What you have to do — Going line by line through the entries below, note each one with "Override", then report how many there are and nothing else.

(Records supplied Opens)

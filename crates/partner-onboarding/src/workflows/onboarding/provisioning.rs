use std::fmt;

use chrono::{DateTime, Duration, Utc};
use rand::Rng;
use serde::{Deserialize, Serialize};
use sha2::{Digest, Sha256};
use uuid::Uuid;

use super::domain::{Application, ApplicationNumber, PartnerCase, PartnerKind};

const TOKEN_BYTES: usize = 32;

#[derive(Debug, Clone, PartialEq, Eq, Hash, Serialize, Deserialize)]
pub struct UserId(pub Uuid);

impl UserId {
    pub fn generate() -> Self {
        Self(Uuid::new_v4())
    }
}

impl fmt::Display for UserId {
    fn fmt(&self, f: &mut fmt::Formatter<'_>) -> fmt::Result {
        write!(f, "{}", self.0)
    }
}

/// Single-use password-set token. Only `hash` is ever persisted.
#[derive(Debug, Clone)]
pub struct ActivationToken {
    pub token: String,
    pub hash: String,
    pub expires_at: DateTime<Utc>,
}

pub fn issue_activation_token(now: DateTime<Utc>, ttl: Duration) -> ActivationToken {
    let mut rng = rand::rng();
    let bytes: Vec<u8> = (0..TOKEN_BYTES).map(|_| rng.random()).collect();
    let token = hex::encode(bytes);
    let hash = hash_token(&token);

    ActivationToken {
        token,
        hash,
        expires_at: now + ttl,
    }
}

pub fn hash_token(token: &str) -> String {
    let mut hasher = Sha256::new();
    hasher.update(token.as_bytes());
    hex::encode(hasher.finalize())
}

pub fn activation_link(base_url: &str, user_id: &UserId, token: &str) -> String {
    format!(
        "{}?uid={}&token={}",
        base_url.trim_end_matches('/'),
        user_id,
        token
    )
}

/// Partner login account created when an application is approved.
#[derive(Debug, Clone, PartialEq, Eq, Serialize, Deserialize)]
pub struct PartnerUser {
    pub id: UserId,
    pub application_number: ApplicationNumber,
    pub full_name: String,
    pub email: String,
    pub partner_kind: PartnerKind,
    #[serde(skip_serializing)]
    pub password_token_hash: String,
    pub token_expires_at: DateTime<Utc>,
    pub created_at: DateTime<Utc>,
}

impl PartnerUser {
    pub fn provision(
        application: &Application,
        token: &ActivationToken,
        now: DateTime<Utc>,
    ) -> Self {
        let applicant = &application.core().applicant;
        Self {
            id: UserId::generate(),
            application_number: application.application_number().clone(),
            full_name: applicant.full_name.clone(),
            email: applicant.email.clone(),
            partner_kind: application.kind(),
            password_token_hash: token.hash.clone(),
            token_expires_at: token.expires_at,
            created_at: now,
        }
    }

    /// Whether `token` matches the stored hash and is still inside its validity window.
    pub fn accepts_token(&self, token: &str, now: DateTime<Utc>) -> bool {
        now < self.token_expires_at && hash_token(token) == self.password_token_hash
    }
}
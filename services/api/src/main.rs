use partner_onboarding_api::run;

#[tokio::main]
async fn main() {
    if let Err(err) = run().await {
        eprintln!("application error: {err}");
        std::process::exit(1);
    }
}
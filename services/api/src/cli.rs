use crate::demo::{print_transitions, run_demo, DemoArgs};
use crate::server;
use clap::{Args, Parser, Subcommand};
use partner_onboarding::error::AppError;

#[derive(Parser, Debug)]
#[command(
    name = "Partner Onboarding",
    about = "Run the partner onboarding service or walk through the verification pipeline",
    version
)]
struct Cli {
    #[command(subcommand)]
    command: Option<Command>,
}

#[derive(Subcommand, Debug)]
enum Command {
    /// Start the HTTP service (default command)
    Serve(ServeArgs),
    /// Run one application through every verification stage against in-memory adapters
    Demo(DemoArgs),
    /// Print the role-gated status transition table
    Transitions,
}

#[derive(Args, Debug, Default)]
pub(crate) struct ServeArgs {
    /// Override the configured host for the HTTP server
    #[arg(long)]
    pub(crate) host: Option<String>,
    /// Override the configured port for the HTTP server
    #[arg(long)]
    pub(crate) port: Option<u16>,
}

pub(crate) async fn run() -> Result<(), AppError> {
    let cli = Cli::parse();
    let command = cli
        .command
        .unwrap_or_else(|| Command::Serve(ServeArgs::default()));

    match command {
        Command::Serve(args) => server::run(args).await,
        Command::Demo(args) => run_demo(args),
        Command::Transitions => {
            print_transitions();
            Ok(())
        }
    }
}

(Records supplied Closes)

Result for this task — 2